D) Margins tell the real story
- Operating margin (PBT / Revenue from ops): 39% vs 46%
- Net profit margin: 29% vs 35%
This is why the profit drop looks sharper than the revenue drop: margins compressed.
E) So what’s happening to capital-market stocks now?
The broader “capital markets rally” that began in 2020 was built on a simple formula:
More investors + more trades + more leverage + more IPOs
= higher revenues
= operating leverage
= EPS compounding
= valuation re-rating
But cycles mature.
Today, the sector is dealing with:
- volume normalisation (growth rate, not the absolute level),
- pricing pressure in broking,
- rising tech + compliance costs,
- and investors demanding “growth + margins” rather than “just growth”.
In short:
Capital-market businesses haven’t become bad businesses.
They’ve just stopped looking like guaranteed high-growth compounders every quarter.
F) The valuation lens (Unlisted vs Listed)
Now comes the interesting part.
1. HDFC Securities (Unlisted market)
The current unlisted valuation of HDFC Securities is around ₹16,800 cr market cap.
Using assumption of FY26 expected PAT ~₹900 cr, the implied multiple is:
- P/E ≈ 18.66x (₹16,800 cr / ₹900 cr)
2. Angel One (Listed)
Angel One’s P/E is being quoted around ~29x in the market currently.
G) Why is HDFC Securities cheaper?
Because the market is pricing in three things:
- Unlisted discount
Liquidity, price discovery, and exit timelines are uncertain in unlisted space—so multiples stay lower.

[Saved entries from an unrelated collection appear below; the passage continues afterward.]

//! Wiring: configuration in, a ready service and rotator out.

use std::sync::Arc;

use vaultcrypt::{Encryptor, KeySet, ProviderContext};

use crate::{
    certificate::Capabilities,
    config::Config,
    error::Result,
    rotation::KeyRotator,
    service::CredentialService,
    store::Store,
};

pub struct Vault {
    store: Arc<Store>,
    encryptor: Arc<Encryptor>,
    ctx: ProviderContext,
    credentials: CredentialService,
    rotator: KeyRotator,
}

impl Vault {
    /// Open the database, verify the configured keys against their
    /// canaries and build the service.
    pub fn open(config: &Config, ctx: ProviderContext, caps: Capabilities) -> Result<Self> {
        let path = &config.database.path;
        let store = Arc::new(if path.as_os_str() == ":memory:" {
            Store::open_in_memory()?
        } else {
            Store::open(path)?
        });
        Self::with_store(store, config, ctx, caps)
    }

    pub fn with_store(
        store: Arc<Store>,
        config: &Config,
        ctx: ProviderContext,
        caps: Capabilities,
    ) -> Result<Self> {
        config.validate()?;
        let keys = KeySet::load(&config.encryption.keys, &ctx, store.as_ref())?;
        log::info!(
            "{} encryption key(s) usable, {} disabled",
            keys.len(),
            keys.disabled().len()
        );
        let encryptor = Arc::new(Encryptor::new(keys));
        let credentials = CredentialService::new(
            store.clone(),
            encryptor.clone(),
            caps,
            config.authorization.acls_enabled,
        );
        let rotator = KeyRotator::new(
            store.clone(),
            encryptor.clone(),
            config.encryption.rotation_page_size,
        );
        Ok(Self {
            store,
            encryptor,
            ctx,
            credentials,
            rotator,
        })
    }

    pub fn credentials(&self) -> &CredentialService {
        &self.credentials
    }

    pub fn rotator(&self) -> &KeyRotator {
        &self.rotator
    }

    pub fn encryptor(&self) -> &Encryptor {
        &self.encryptor
    }

    /// Load a new key snapshot from `config` and swap it in. Operations
    /// already running finish on the old snapshot.
    pub fn reload_keys(&self, config: &Config) -> Result<()> {
        let keys = KeySet::load(&config.encryption.keys, &self.ctx, self.store.as_ref())?;
        self.encryptor.reload(keys);
        Ok(())
    }
}
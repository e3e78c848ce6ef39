//! Envelope encryption for credvault: pluggable key providers, canary
//! verification and the encrypt/decrypt/rotate engine.

pub mod canary;
pub mod config;
pub mod crypto;
pub mod engine;
pub mod error;
pub mod keyset;
pub mod provider;

pub use canary::{CANARY_VALUE, Canary, CanaryStore};
pub use config::{KeyConfig, KeySource};
pub use engine::{EncryptedValue, Encryptor};
pub use error::{CryptError, ProviderError};
pub use keyset::{DisabledKey, EncryptionKey, KeySet};
pub use provider::{KeyProvider, ProviderContext, ProviderKind, Sealed, hsm::HsmSession};

/// Largest plaintext accepted for a single value.
pub const MAX_PLAINTEXT_LEN: usize = 7000;

/// Install `env_logger` unless a logger is already set.
pub fn init_logging() {
    let _ = env_logger::try_init();
}
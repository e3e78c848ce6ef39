use std::sync::Arc;

use super::{KeyProvider, ProviderKind, Sealed};
use crate::error::ProviderError;

/// Largest single AES-GCM operation the HSM accepts.
pub const HSM_MAX_PLAINTEXT_LEN: usize = 64 * 1024;

/// PKCS#11-style session with a hardware security module.
///
/// The key never leaves the device; the session performs AES-GCM with the
/// named key object and returns the IV it generated.
pub trait HsmSession: Send + Sync + 'static {
    fn encrypt(&self, key_name: &str, plaintext: &[u8]) -> Result<Sealed, ProviderError>;

    fn decrypt(&self, key_name: &str, ciphertext: &[u8], iv: &[u8])
    -> Result<Vec<u8>, ProviderError>;
}

/// Provider backed by a key object stored on an HSM.
pub struct HsmKeyProvider {
    key_name: String,
    session: Arc<dyn HsmSession>,
}

impl HsmKeyProvider {
    pub fn new(key_name: String, session: Arc<dyn HsmSession>) -> Self {
        Self { key_name, session }
    }

    pub fn key_name(&self) -> &str {
        &self.key_name
    }
}

impl KeyProvider for HsmKeyProvider {
    fn kind(&self) -> ProviderKind {
        ProviderKind::Hsm
    }

    fn encrypt(&self, plaintext: &[u8]) -> Result<Sealed, ProviderError> {
        if plaintext.len() > HSM_MAX_PLAINTEXT_LEN {
            return Err(ProviderError::TooLarge {
                len: plaintext.len(),
                limit: HSM_MAX_PLAINTEXT_LEN,
            });
        }
        self.session.encrypt(&self.key_name, plaintext)
    }

    fn decrypt(&self, ciphertext: &[u8], nonce: &[u8]) -> Result<Vec<u8>, ProviderError> {
        self.session.decrypt(&self.key_name, ciphertext, nonce)
    }

    fn max_plaintext_len(&self) -> Option<usize> {
        Some(HSM_MAX_PLAINTEXT_LEN)
    }
}
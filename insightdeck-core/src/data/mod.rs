//! Profile extraction: spreadsheet/CSV loading, per-column summaries and the
//! deeper statistical profile.

pub mod profile;
pub mod summary;
pub mod workbook;

use crate::config::ProfileConfig;
use crate::error::DataError;
use polars::prelude::*;
use std::fs::File;
use std::path::Path;
use tracing::{debug, error, info};

pub use profile::{DatasetProfile, TableStats, VariableKind, VariableStats};
pub use summary::{ColumnSummary, DatasetSummary};

/// Input formats accepted by the extractor.
#[derive(Debug, Clone, Copy, PartialEq, Eq)]
pub enum SourceFormat {
    Csv,
    /// `.xlsx` / `.xls`, one dataset per sheet.
    Workbook,
}

impl SourceFormat {
    /// Classify a path by its extension (case-insensitive).
    pub fn from_path(path: &Path) -> Option<Self> {
        let ext = path.extension()?.to_str()?.to_ascii_lowercase();
        match ext.as_str() {
            "csv" => Some(SourceFormat::Csv),
            "xlsx" | "xls" => Some(SourceFormat::Workbook),
            _ => None,
        }
    }
}

/// One dataset with its summary and profile, as produced by [`extract`].
#[derive(Debug, Clone)]
pub struct ExtractedSheet {
    pub sheet_name: String,
    pub summary: DatasetSummary,
    pub profile: DatasetProfile,
    pub dataset: DataFrame,
}

/// Load every dataset in `path` and compute its summary and profile.
///
/// A file that cannot be parsed yields an empty list; only an unsupported
/// extension is an error.
pub fn extract(path: &Path, config: &ProfileConfig) -> Result<Vec<ExtractedSheet>, DataError> {
    let tables = match read_tables(path) {
        Ok(tables) => tables,
        Err(e @ DataError::UnsupportedExtension { .. }) => return Err(e),
        Err(e) => {
            error!(path = %path.display(), error = %e, "Failed to parse input file");
            return Ok(Vec::new());
        }
    };

    let mut sheets = Vec::with_capacity(tables.len());
    for (sheet_name, dataset) in tables {
        let summary = summary::summarize(&dataset, config.sample_values)?;
        let profile = profile::profile(&dataset, config)?;
        debug!(
            sheet = %sheet_name,
            rows = summary.n_rows,
            cols = summary.n_cols,
            "Profiled dataset"
        );
        sheets.push(ExtractedSheet {
            sheet_name,
            summary,
            profile,
            dataset,
        });
    }
    info!(path = %path.display(), sheets = sheets.len(), "Extraction complete");
    Ok(sheets)
}

/// Parse `path` into named datasets without profiling them.
pub fn read_tables(path: &Path) -> Result<Vec<(String, DataFrame)>, DataError> {
    match SourceFormat::from_path(path) {
        Some(SourceFormat::Csv) => {
            let file = File::open(path).map_err(|e| DataError::Read {
                path: path.to_path_buf(),
                message: e.to_string(),
            })?;
            let df = CsvReader::new(file).finish()?;
            Ok(vec![(random_dataset_id(), df)])
        }
        Some(SourceFormat::Workbook) => workbook::read_workbook(path),
        None => Err(DataError::UnsupportedExtension {
            path: path.to_path_buf(),
        }),
    }
}

/// A fresh 16-hex-character identifier for a CSV dataset.
pub fn random_dataset_id() -> String {
    format!("{:016x}", rand::random::<u64>())
}

/// Whether `dtype` is a primitive integer or float type.
pub fn is_numeric(dtype: &DataType) -> bool {
    matches!(
        dtype,
        DataType::Int8
            | DataType::Int16
            | DataType::Int32
            | DataType::Int64
            | DataType::UInt8
            | DataType::UInt16
            | DataType::UInt32
            | DataType::UInt64
            | DataType::Float32
            | DataType::Float64
    )
}

/// Values of a numeric series as `f64`, `None` for missing cells.
///
/// Returns `None` when the series is not numeric.
pub fn numeric_values(series: &Series) -> Result<Option<Vec<Option<f64>>>, DataError> {
    if !is_numeric(series.dtype()) {
        return Ok(None);
    }
    let cast = series.cast(&DataType::Float64)?;
    let values = cast
        .f64()?
        .into_iter()
        .map(|v| v.filter(|x| !x.is_nan()))
        .collect();
    Ok(Some(values))
}

/// Values of any series rendered as text, `None` for missing cells.
pub fn text_values(series: &Series) -> Result<Vec<Option<String>>, DataError> {
    let cast = series.cast(&DataType::String)?;
    Ok(cast
        .str()?
        .into_iter()
        .map(|v| v.map(str::to_string))
        .collect())
}

/// Values of any series as JSON scalars, `None` for missing cells.
pub fn json_values(series: &Series) -> Result<Vec<Option<serde_json::Value>>, DataError> {
    let dtype = series.dtype();
    if matches!(dtype, DataType::Float32 | DataType::Float64) {
        let cast = series.cast(&DataType::Float64)?;
        return Ok(cast
            .f64()?
            .into_iter()
            .map(|v| v.and_then(serde_json::Number::from_f64).map(Into::into))
            .collect());
    }
    if is_numeric(dtype) {
        let cast = series.cast(&DataType::Int64)?;
        return Ok(cast.i64()?.into_iter().map(|v| v.map(Into::into)).collect());
    }
    if matches!(dtype, DataType::Boolean) {
        return Ok(series.bool()?.into_iter().map(|v| v.map(Into::into)).collect());
    }
    Ok(text_values(series)?
        .into_iter()
        .map(|v| v.map(serde_json::Value::String))
        .collect())
}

- Growth visibility is softer right now
9M FY26 shows a clear slowdown in fees & commission income and a profit correction.
- Operating leverage has turned negative in this phase
Margins compressed from 46% to 39% at the operating level, and 35% to 29% at net level.
So the market’s message is basically:
“HDFC Securities is a strong franchise, but right now it’s not being priced like a high-growth momentum broker.”
H) The investor takeaway
If the 2020–2024 rally was the “party phase” for capital-market stocks, FY26 is looking more like the “hangover phase”—where growth must be earned, not assumed.
For HDFC Securities, the key variables to watch going forward are:
- Fees & commission stabilisation (because that’s the most cycle-sensitive engine)
- Cost control / one-offs normalising (employee cost spike + provisioning impact)
- Margin recovery (because that decides whether earnings bounce faster than revenue)
- And finally, whether the sector gets a fresh tailwind from a stronger market cycle.
And if your unlisted valuation math holds—~18.7x forward P/E for HDFC Securities vs ~29x for Angel One—then the debate becomes simple:
Is HDFC Securities a “slower growth but stronger franchise” play that deserves re-rating when the cycle turns, or is the market right to keep it discounted due to growth/visibility?